Work to be completed
Show all lines below holding the string "ComponentRegistry".

(Collected data entries)
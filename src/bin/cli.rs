// CLI binary: exiting or panicking on unrecoverable errors is acceptable here.
#![allow(clippy::unwrap_used, clippy::expect_used, clippy::indexing_slicing)]

use std::path::PathBuf;
use std::process;
use std::sync::Arc;

use clap::{Parser, Subcommand};
use serde::{Deserialize, Serialize};
use serde_json::{Map, Value};

use gh_bridge::error::AppError;
use gh_bridge::model::ComponentDefinition;
use gh_bridge::registry::{reference, ComponentRegistry};
use gh_bridge::settings::{self, BridgeSettings};
use gh_bridge::state::AppState;
use gh_bridge::{logging, paths};

// ── CLI argument parsing ─────────────────────────────────────────

#[derive(Parser)]
#[command(name = "gh-bridge-cli", about = "Grasshopper bridge headless CLI", version)]
struct Cli {
    #[command(subcommand)]
    command: Commands,

    /// Config directory override
    #[arg(long, global = true)]
    config_dir: Option<PathBuf>,

    /// Remote host override
    #[arg(long, global = true)]
    remote_host: Option<String>,

    /// Remote port override
    #[arg(long, global = true)]
    remote_port: Option<u16>,

    /// Per-operation timeout in milliseconds
    #[arg(long, global = true)]
    timeout_ms: Option<u64>,

    /// Output raw JSON instead of formatted text
    #[arg(long, global = true)]
    json: bool,

    /// Debug logging on stderr
    #[arg(short, long, global = true)]
    verbose: bool,
}

#[derive(Subcommand)]
enum Commands {
    /// List registered component names
    List,
    /// Search names, descriptions, and examples
    Search { query: String },
    /// Components in a category
    Category { name: String },
    /// Markdown reference for one component, or all of them
    Describe { name: Option<String> },
    /// Validate parameters without contacting the remote
    Validate {
        component: String,
        /// Parameters as a JSON object
        params: Option<String>,
    },
    /// Export the registry as a JSON knowledge base
    Export { path: Option<PathBuf> },
    /// Create one component on the remote canvas
    Create {
        component: String,
        /// Parameters as a JSON object
        params: Option<String>,
        /// Record the instance under this name
        #[arg(long = "as")]
        instance: Option<String>,
    },
    /// Clear the remote canvas
    Clear,
    /// Run a JSON array of create/connect/clear steps in one session
    Run { file: PathBuf },
    /// Show effective settings
    Config {
        /// Persist the effective settings to settings.json
        #[arg(long)]
        save: bool,
    },
}

// ── Scripted sessions ────────────────────────────────────────────

/// One step of a `run` script, e.g.
/// `{"op": "create", "component": "circle", "parameters": {"Radius": 10}}`.
#[derive(Debug, Deserialize)]
#[serde(tag = "op", rename_all = "snake_case")]
enum Step {
    Create {
        component: String,
        #[serde(default, rename = "as")]
        instance: Option<String>,
        #[serde(default)]
        parameters: Map<String, Value>,
    },
    Connect {
        source: String,
        source_param: String,
        target: String,
        target_param: String,
    },
    Clear,
}

fn parse_steps(text: &str) -> Result<Vec<Step>, String> {
    serde_json::from_str(text).map_err(|e| format!("Invalid steps file: {e}"))
}

async fn run_step(state: &AppState, step: &Step) -> Result<(String, Value), AppError> {
    match step {
        Step::Create {
            component,
            instance,
            parameters,
        } => {
            let name = instance.as_deref().unwrap_or(component);
            let created = state.bridge.create_component_as(name, component, parameters).await?;
            let message = format!(
                "Created {} as '{}' ({})",
                created.component,
                created.instance_name,
                created.component_guid.as_deref().unwrap_or("no guid")
            );
            Ok((message, to_value(&created)))
        }
        Step::Connect {
            source,
            source_param,
            target,
            target_param,
        } => {
            let connection = state
                .bridge
                .connect_components(source, source_param, target, target_param)
                .await?;
            let message = format!(
                "Connected {}.{} -> {}.{}",
                connection.source_component, connection.source_param, connection.target_component, connection.target_param
            );
            Ok((message, to_value(&connection)))
        }
        Step::Clear => {
            let cleared = state.bridge.clear_canvas().await?;
            Ok((format!("Canvas cleared ({} forgotten)", cleared.forgotten), to_value(&cleared)))
        }
    }
}

// ── Helpers ──────────────────────────────────────────────────────

fn to_value<T: Serialize>(value: &T) -> Value {
    serde_json::to_value(value).unwrap_or(Value::Null)
}

fn parse_params(raw: Option<&str>) -> Result<Map<String, Value>, String> {
    match raw {
        None => Ok(Map::new()),
        Some(text) => match serde_json::from_str::<Value>(text) {
            Ok(Value::Object(map)) => Ok(map),
            Ok(_) => Err("Parameters must be a JSON object".to_string()),
            Err(e) => Err(format!("Invalid parameters JSON: {e}")),
        },
    }
}

fn fail(message: impl std::fmt::Display) -> ! {
    eprintln!("Error: {message}");
    process::exit(1);
}

fn effective_settings(cli: &Cli, config_dir: &std::path::Path) -> BridgeSettings {
    let mut settings = settings::load_or_default(config_dir);
    if let Some(host) = &cli.remote_host {
        settings.remote.host.clone_from(host);
    }
    if let Some(port) = cli.remote_port {
        settings.remote.port = port;
    }
    if let Some(timeout_ms) = cli.timeout_ms {
        settings.remote.timeout_ms = timeout_ms;
    }
    settings
}

fn initialize_state(cli: &Cli) -> Arc<AppState> {
    let config_dir = cli.config_dir.clone().unwrap_or_else(paths::default_config_dir);
    let settings = effective_settings(cli, &config_dir);
    Arc::new(AppState::new(settings).unwrap_or_else(|e| fail(e)))
}

// ── Output formatting ────────────────────────────────────────────

fn print_output(message: &str, data: &Value, raw_json: bool) {
    if raw_json {
        let json = serde_json::json!({ "message": message, "data": data });
        println!("{}", serde_json::to_string_pretty(&json).unwrap_or_default());
        return;
    }
    println!("{message}");
}

fn print_definitions(defs: &[Arc<ComponentDefinition>], raw_json: bool) {
    let data: Vec<&ComponentDefinition> = defs.iter().map(AsRef::as_ref).collect();
    let lines: Vec<String> = defs
        .iter()
        .map(|d| format!("{:<16} {:<20} {}", d.key(), format!("{}/{}", d.category(), d.subcategory()), d.description()))
        .collect();
    let message = if lines.is_empty() {
        "No matching components".to_string()
    } else {
        lines.join("\n")
    };
    print_output(&message, &to_value(&data), raw_json);
}

// ── Main ─────────────────────────────────────────────────────────

#[tokio::main]
async fn main() {
    let cli = Cli::parse();
    if let Err(e) = logging::init(cli.verbose) {
        eprintln!("[gh-bridge] {e}");
    }

    let registry = || ComponentRegistry::builtin().unwrap_or_else(|e| fail(e));

    match &cli.command {
        Commands::List => {
            let registry = registry();
            let names = registry.list();
            print_output(&names.join("\n"), &to_value(&names), cli.json);
        }
        Commands::Search { query } => print_definitions(&registry().search(query), cli.json),
        Commands::Category { name } => print_definitions(&registry().by_category(name), cli.json),
        Commands::Describe { name } => {
            let registry = registry();
            let text = match name {
                Some(name) => reference::describe_component(&registry, name)
                    .unwrap_or_else(|| fail(AppError::UnknownComponent { name: name.clone() })),
                None => reference::component_reference(&registry),
            };
            print_output(&text, &Value::String(text.clone()), cli.json);
        }
        Commands::Validate { component, params } => {
            let supplied = parse_params(params.as_deref()).unwrap_or_else(|e| fail(e));
            let validated = registry().validate(component, &supplied).unwrap_or_else(|e| fail(e));
            let message = format!("Valid parameters for {component}");
            print_output(&message, &Value::Object(validated), cli.json);
        }
        Commands::Export { path } => {
            let path = path.clone().unwrap_or_else(|| {
                paths::knowledge_base_path(&cli.config_dir.clone().unwrap_or_else(paths::default_config_dir))
            });
            let count = reference::export_knowledge_base(&registry(), &path).unwrap_or_else(|e| fail(e));
            let message = format!("Exported {count} components to {}", path.display());
            print_output(&message, &serde_json::json!({ "path": path, "count": count }), cli.json);
        }
        Commands::Create {
            component,
            params,
            instance,
        } => {
            let state = initialize_state(&cli);
            let parameters = parse_params(params.as_deref()).unwrap_or_else(|e| fail(e));
            let step = Step::Create {
                component: component.clone(),
                instance: instance.clone(),
                parameters,
            };
            let (message, data) = run_step(&state, &step).await.unwrap_or_else(|e| fail(e));
            print_output(&message, &data, cli.json);
        }
        Commands::Clear => {
            let state = initialize_state(&cli);
            let (message, data) = run_step(&state, &Step::Clear).await.unwrap_or_else(|e| fail(e));
            print_output(&message, &data, cli.json);
        }
        Commands::Run { file } => {
            let text = std::fs::read_to_string(file)
                .unwrap_or_else(|e| fail(format!("Failed to read {}: {e}", file.display())));
            let steps = parse_steps(&text).unwrap_or_else(|e| fail(e));
            let state = initialize_state(&cli);

            for (i, step) in steps.iter().enumerate() {
                match run_step(&state, step).await {
                    Ok((message, data)) => print_output(&format!("[{}] {message}", i + 1), &data, cli.json),
                    Err(e) => fail(format!("step {} failed: {e}", i + 1)),
                }
            }

            let table = state.bridge.created_components().await;
            print_output(
                &format!("{} steps completed, {} components recorded", steps.len(), table.len()),
                &to_value(&table),
                cli.json,
            );
        }
        Commands::Config { save } => {
            let config_dir = cli.config_dir.clone().unwrap_or_else(paths::default_config_dir);
            let settings = effective_settings(&cli, &config_dir);
            settings.validate().unwrap_or_else(|e| fail(e));
            if *save {
                settings::save_settings(&config_dir, &settings).unwrap_or_else(|e| fail(e));
                eprintln!("[gh-bridge] Saved {}", paths::settings_path(&config_dir).display());
            }
            let message = format!(
                "remote: {} (timeout {} ms)\napi:    {}:{}\nconfig: {}",
                settings.remote.address(),
                settings.remote.timeout_ms,
                settings.api.host,
                settings.api.port,
                config_dir.display()
            );
            print_output(&message, &to_value(&settings), cli.json);
        }
    }
}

Response for this exercise
use gh_bridge::registry::{reference, ComponentRegistry};
    let registry = || ComponentRegistry::builtin().unwrap_or_else(|e| fail(e));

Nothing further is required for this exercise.